“Os médicos não curam isto”

Antigamente não havia médicos, não havia nada. Coitados. Era às vezes com flores de sabugueiro e coisas para a constipação. Mais tarde, compravam comprimidos. Agora já há médicos. Eu tomo três comprimidos logo de manhã e depois à noite tomo outro. Até à idade de 40 e tal anos nunca tomei um comprimido. Agora é uma miséria.

Para as dores de dentes diziam que o sal era bom. Assim rebentei com os meus dentes todos, a deitar sal. Hoje não tenho dentes nenhuns. Assim rebentei com eles.

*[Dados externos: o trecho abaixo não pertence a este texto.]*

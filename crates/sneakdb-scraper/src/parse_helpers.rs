//! Markup-scanning primitives shared by the fallback extraction tier.
//!
//! Brand vocabularies are plain selector and attribute lists; these helpers
//! turn them into element, attribute and text lookups. Selectors that fail to
//! parse are skipped so a bad vocabulary entry degrades a single lookup
//! instead of the whole page.

use std::sync::LazyLock;

use regex::Regex;
use scraper::{ElementRef, Html, Selector};

/// First price-looking token: either space-grouped thousands (`1 299,00`) or
/// a run of digits and separators.
static PRICE_TOKEN_RE: LazyLock<Regex> = LazyLock::new(|| {
    Regex::new(r"\d{1,3}(?:[ \u{a0}\u{202f}]\d{3})+(?:[.,]\d{1,2})?|\d[\d.,]*").expect("valid regex")
});

static NUMBER_RE: LazyLock<Regex> =
    LazyLock::new(|| Regex::new(r"\d+(?:\.\d+)?").expect("valid regex"));

/// Sizes with optional fractions: `8.5`, `42 2/3`, `42⅔`.
static FRACTIONAL_SIZE_RE: LazyLock<Regex> = LazyLock::new(|| {
    Regex::new(r"\d+(?:[.,]\d+)?(?:\s*(?:\d/\d|[½⅓⅔¼¾]))?").expect("valid regex")
});

static SRCSET_SPLIT_RE: LazyLock<Regex> =
    LazyLock::new(|| Regex::new(r",\s+").expect("valid regex"));

/// Elements whose text is never shown to a shopper.
const HIDDEN_TEXT_PARENTS: &[&str] = &["script", "style", "noscript", "template"];

/// Selects every element matching any of `selectors`, in selector order,
/// without duplicates.
pub(crate) fn select_all<'a>(doc: &'a Html, selectors: &[&str]) -> Vec<ElementRef<'a>> {
    let mut found: Vec<ElementRef<'a>> = Vec::new();

    for raw in selectors {
        let Ok(selector) = Selector::parse(raw) else {
            tracing::debug!(selector = raw, "skipping unparsable selector");
            continue;
        };
        for element in doc.select(&selector) {
            if !found.iter().any(|seen| seen.id() == element.id()) {
                found.push(element);
            }
        }
    }

    found
}

/// Visible text of an element with whitespace collapsed.
pub(crate) fn element_text(element: &ElementRef<'_>) -> String {
    collapse_whitespace(&element.text().collect::<Vec<_>>().join(" "))
}

/// First non-empty value among `attrs` on `element`.
pub(crate) fn first_attr(element: &ElementRef<'_>, attrs: &[&str]) -> Option<String> {
    attrs.iter().find_map(|name| {
        element
            .value()
            .attr(name)
            .map(str::trim)
            .filter(|v| !v.is_empty())
            .map(str::to_string)
    })
}

/// Attribute value if present, otherwise the element's text.
pub(crate) fn attr_or_text(element: &ElementRef<'_>, attrs: &[&str]) -> Option<String> {
    first_attr(element, attrs).or_else(|| {
        let text = element_text(element);
        (!text.is_empty()).then_some(text)
    })
}

/// Finds the value shown next to a label such as `Shown:` or `Product code`.
///
/// Matches `"Label: value"` inside one text node, or a text node that is
/// exactly the label followed by the value in the next node (`<dt>`/`<dd>`
/// pairs). Labels are tried in order and compared ASCII case-insensitively.
pub(crate) fn labelled_value(doc: &Html, labels: &[&str]) -> Option<String> {
    let texts = visible_text_nodes(doc);

    for label in labels {
        for (i, text) in texts.iter().enumerate() {
            match strip_label(text, label) {
                Some(value) if !value.is_empty() => return Some(value.to_string()),
                Some(_) => {
                    if let Some(next) = texts.get(i + 1) {
                        return Some(next.clone());
                    }
                }
                None => {}
            }
        }
    }

    None
}

/// `Some(rest)` when `text` starts with `label` followed by a colon or by
/// nothing at all.
fn strip_label<'t>(text: &'t str, label: &str) -> Option<&'t str> {
    let head = text.get(..label.len())?;
    if !head.eq_ignore_ascii_case(label) {
        return None;
    }
    let rest = text[label.len()..].trim_start();
    if rest.is_empty() {
        return Some("");
    }
    rest.strip_prefix(':').map(str::trim)
}

fn visible_text_nodes(doc: &Html) -> Vec<String> {
    doc.root_element()
        .descendants()
        .filter_map(|node| {
            let text = node.value().as_text()?;
            let parent_hidden = node
                .parent()
                .and_then(|p| p.value().as_element().map(|e| e.name().to_ascii_lowercase()))
                .is_some_and(|name| HIDDEN_TEXT_PARENTS.contains(&name.as_str()));
            if parent_hidden {
                return None;
            }
            let collapsed = collapse_whitespace(text);
            (!collapsed.is_empty()).then_some(collapsed)
        })
        .collect()
}

/// First price-looking token in `text` (`"$145.00 $120.00"` → `"145.00"`).
pub(crate) fn first_price_token(text: &str) -> Option<String> {
    PRICE_TOKEN_RE.find(text).map(|m| m.as_str().to_string())
}

/// First plain number in `text` (`"M 9 / W 10.5"` → `"9"`).
pub(crate) fn first_number(text: &str) -> Option<String> {
    NUMBER_RE.find(text).map(|m| m.as_str().to_string())
}

/// First size with an optional fraction (`"UK 8 2/3"` → `"8 2/3"`).
pub(crate) fn first_fractional_size(text: &str) -> Option<String> {
    FRACTIONAL_SIZE_RE.find(text).map(|m| m.as_str().to_string())
}

/// Splits a `srcset`-style value into its URLs, dropping width and density
/// descriptors. A value without whitespace is a single URL, so commas inside
/// CDN transform segments (`f_auto,q_auto`) survive.
pub(crate) fn srcset_urls(value: &str) -> Vec<String> {
    let value = value.trim();
    if value.is_empty() {
        return vec![];
    }
    if !value.contains(char::is_whitespace) {
        return vec![value.to_string()];
    }

    SRCSET_SPLIT_RE
        .split(value)
        .filter_map(|part| part.split_whitespace().next())
        .map(|url| url.trim_end_matches(',').to_string())
        .filter(|url| !url.is_empty())
        .collect()
}

pub(crate) fn collapse_whitespace(s: &str) -> String {
    s.split_whitespace().collect::<Vec<_>>().join(" ")
}
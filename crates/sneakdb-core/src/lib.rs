pub mod app_config;
pub mod brands;
pub mod config;
pub mod products;

pub use app_config::{AppConfig, Environment};
pub use brands::Brand;
pub use config::{load_app_config, load_app_config_from_env};
pub use products::{PriceObservation, ScrapeResult, Variant};

use thiserror::Error;

#[derive(Debug, Error)]
pub enum ConfigError {
    #[error("invalid value for environment variable {var}: {reason}")]
    InvalidEnvVar { var: String, reason: String },
}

Um pé “estrutagado”, cosem-nos. Agora já não há pessoas dessas, que sabiam coser. Era um púcaro com água, punham-na a ferver. Depois punham uma agulha com um pente e com umas tesouras. Punham aquilo num prato a coser e diziam assim:

- “O que é que eu coso?”

- “Carne quebrada e nervo torto.”

- “Isso mesmo é que eu coso.”

- “Aqui te vou São João, São Julião.”

Diziam então as palavras e passava. Era só isto assim que faziam. Os médicos não curam o pé “estrutagado”.

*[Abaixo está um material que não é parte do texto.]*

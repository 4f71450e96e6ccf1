//! Pure normalization helpers: URL absolutization and price parsing.
//!
//! Nothing here logs or allocates beyond the returned value; the aggregator
//! decides what to do with failures (they are always field-local).

use std::str::FromStr;
use std::sync::LazyLock;

use regex::Regex;
use reqwest::Url;
use rust_decimal::Decimal;

use crate::error::NormalizeError;

static SCHEME_RE: LazyLock<Regex> =
    LazyLock::new(|| Regex::new(r"^[A-Za-z][A-Za-z0-9+.\-]*:").expect("valid scheme regex"));

/// Resolves a possibly relative image or link URL against `base_origin`.
///
/// - a candidate that already carries a scheme is returned as-is (trimmed);
/// - `//host/path` gets the base origin's scheme prefixed;
/// - anything else is resolved against the base origin's root, so `a.jpg`
///   and `/a.jpg` both become `{origin}/a.jpg`.
///
/// Tabs and newlines inside the candidate are stripped first, matching how
/// browsers read attribute values that were wrapped by a templating engine.
///
/// # Errors
///
/// Returns [`NormalizeError::MalformedUrl`] when the candidate is empty, is
/// only a fragment or query, is protocol-relative without a host, or when the
/// base origin itself cannot be parsed.
pub fn absolutize(candidate: &str, base_origin: &str) -> Result<String, NormalizeError> {
    let malformed = |reason: &str| NormalizeError::MalformedUrl {
        candidate: candidate.to_string(),
        reason: reason.to_string(),
    };

    let cleaned: String = candidate
        .trim()
        .chars()
        .filter(|c| !matches!(c, '\t' | '\n' | '\r'))
        .collect();

    if cleaned.is_empty() {
        return Err(malformed("empty after trimming"));
    }
    if cleaned.starts_with('#') || cleaned.starts_with('?') {
        return Err(malformed("no resolvable path"));
    }
    if SCHEME_RE.is_match(&cleaned) {
        return Ok(cleaned);
    }

    let base = Url::parse(base_origin.trim()).map_err(|e| malformed(&format!("base origin: {e}")))?;

    if let Some(rest) = cleaned.strip_prefix("//") {
        if rest.is_empty() || rest.starts_with('/') {
            return Err(malformed("protocol-relative url without host"));
        }
        return Ok(format!("{}:{cleaned}", base.scheme()));
    }

    let origin = base.origin();
    if !origin.is_tuple() {
        return Err(malformed("base has no origin"));
    }
    let root = Url::parse(&origin.ascii_serialization())
        .map_err(|e| malformed(&format!("base origin: {e}")))?;
    root.join(&cleaned)
        .map(|u| u.to_string())
        .map_err(|e| malformed(&e.to_string()))
}

/// Parses a currency-decorated price string into a non-negative decimal.
///
/// Everything except ASCII digits, `.` and `,` is discarded (currency
/// symbols, ISO codes, whitespace, minus signs). The remaining separators are
/// read with this locale rule:
///
/// - both `.` and `,` present: the right-most one is the decimal separator,
///   the other groups thousands (`"1.299,00 €"` → `1299.00`,
///   `"$1,299.00"` → `1299.00`);
/// - only one kind of separator: a decimal separator when it occurs once and
///   is followed by one or two digits (`"89,95"` → `89.95`, `"145.00"` →
///   `145.00`), otherwise thousands (`"1,299"` and `"1.299"` → `1299`,
///   `"1.299.000"` → `1299000`).
///
/// # Errors
///
/// Returns [`NormalizeError::UnparsablePrice`] when no digit remains or the
/// digits do not fit a decimal.
pub fn parse_price(raw: &str) -> Result<Decimal, NormalizeError> {
    let unparsable = || NormalizeError::UnparsablePrice {
        raw: raw.to_string(),
    };

    let kept: String = raw
        .chars()
        .filter(|c| c.is_ascii_digit() || matches!(c, '.' | ','))
        .collect();
    let kept = kept.trim_matches(|c| matches!(c, '.' | ','));

    if !kept.bytes().any(|b| b.is_ascii_digit()) {
        return Err(unparsable());
    }

    Decimal::from_str(&canonical_decimal(kept)).map_err(|_| unparsable())
}

/// Derives the `scheme://host[:port]` origin from a page URL or origin string.
///
/// Returns `None` for unparsable input and for URLs without a tuple origin
/// (`data:`, `file:`).
#[must_use]
pub fn extract_origin(page_url: &str) -> Option<String> {
    let url = Url::parse(page_url.trim()).ok()?;
    let origin = url.origin();
    origin.is_tuple().then(|| origin.ascii_serialization())
}

/// Rewrites `s` (digits and separators only, no leading/trailing separator)
/// into a `.`-decimal string without grouping.
fn canonical_decimal(s: &str) -> String {
    let digits_only = |part: &str| -> String { part.chars().filter(char::is_ascii_digit).collect() };

    match (s.rfind('.'), s.rfind(',')) {
        (Some(dot), Some(comma)) => {
            let decimal_pos = dot.max(comma);
            let int_part = digits_only(&s[..decimal_pos]);
            let frac_part = digits_only(&s[decimal_pos + 1..]);
            format!("{int_part}.{frac_part}")
        }
        (None, Some(pos)) => single_separator(s, ',', pos),
        (Some(pos), None) => single_separator(s, '.', pos),
        (None, None) => s.to_string(),
    }
}

fn single_separator(s: &str, sep: char, last_pos: usize) -> String {
    let occurrences = s.matches(sep).count();
    let frac_len = s.len() - last_pos - 1;
    if occurrences == 1 && (1..=2).contains(&frac_len) {
        s.replacen(sep, ".", 1)
    } else {
        s.chars().filter(|&c| c != sep).collect()
    }
}

#[cfg(test)]
#[path = "normalize_test.rs"]
mod tests;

Agora vão ter os filhos à maternidade. Cá não havia médico. Não havia como há agora. Os meus tive-os cá todos em casa e não havia nada disso. Foi só a gente de cá. Mais do resto não tive nada. Não havia parteiras, não havia nada. Sabia-se como é que haviam de fazer. Eu não tive doutor nenhum, nem nada. Nem eu nem as demais. A gente matava uma galinha e comia caldos de galinha esses dias. E comíamos pão. Mandávamos vir pão de trigo e comia-se então... Depois, estavam a descansar. Mais do resto não havia nada. Mesmo nós aqui agora, só temos médico de mês a mês e quando não é ainda mais para tarde. A gente tem que se deslocar para Oliveira ou para Arganil.

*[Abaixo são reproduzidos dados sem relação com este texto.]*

//! Brand parsers.
//!
//! A [`BrandParser`] binds one brand's three field extractors and knows how
//! the brand encodes a product code in its URLs. Adding a brand means adding
//! a module here with its vocabulary and wiring it into [`parser_for`].

mod adidas;
mod nike;

pub use adidas::AdidasParser;
pub use nike::NikeParser;

use sneakdb_core::Brand;

use crate::extract::{FieldExtractor, Located, Page, PriceCandidate, VariantCandidate};

/// One brand's extraction capabilities.
///
/// Implementors are stateless; a single shared instance serves any number of
/// concurrent extractions.
pub trait BrandParser: Send + Sync {
    fn brand(&self) -> Brand;

    fn variant_extractor(&self) -> &dyn FieldExtractor<Candidate = VariantCandidate>;

    fn price_extractor(&self) -> &dyn FieldExtractor<Candidate = PriceCandidate>;

    fn image_extractor(&self) -> &dyn FieldExtractor<Candidate = String>;

    /// Product code encoded in a product page URL, if the URL follows the
    /// brand's pattern.
    fn url_identifier(&self, page_url: &str) -> Option<String>;

    fn locate_variants(&self, page: &Page<'_>) -> Located<VariantCandidate> {
        self.variant_extractor().locate(page)
    }

    fn locate_prices(&self, page: &Page<'_>) -> Located<PriceCandidate> {
        self.price_extractor().locate(page)
    }

    fn locate_images(&self, page: &Page<'_>) -> Located<String> {
        self.image_extractor().locate(page)
    }
}

/// The built-in parser for `brand`.
#[must_use]
pub fn parser_for(brand: Brand) -> &'static dyn BrandParser {
    match brand {
        Brand::Nike => &NikeParser,
        Brand::Adidas => &AdidasParser,
    }
}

O barbeiro foi já do meu tempo. Naquele tempo ainda não precisava de barbeiro. Ainda tinha saúde, graças a Deus. Esse barbeiro ainda era bom. Curava muita gente com ervas. Tinha um livro. Lia o livro. Dizia os males que tinham e ele ainda curava muita gente. Curava-se muita gente. E duravam mais que os de agora.

Quando uma pessoa morria davam parte ao Registo. Faziam o registo dessa pessoa. Ficavam em casa até às 24 horas e depois é que o traziam. No fim de fazerem o registo, ao fim de 24 horas, enterravam-no. Tinham ainda que vir com eles numa padiola. Eram uns paus. Iam os caixões numa padiola, por modo de irem para o Piódão. Quem o levava eram os da terra. Algum que podia. No Piódão é que era o cemitério da freguesia. Era lá que faziam o registo e tudo. Faziam do nascimento, de óbitos e de casamentos. Iam para lá.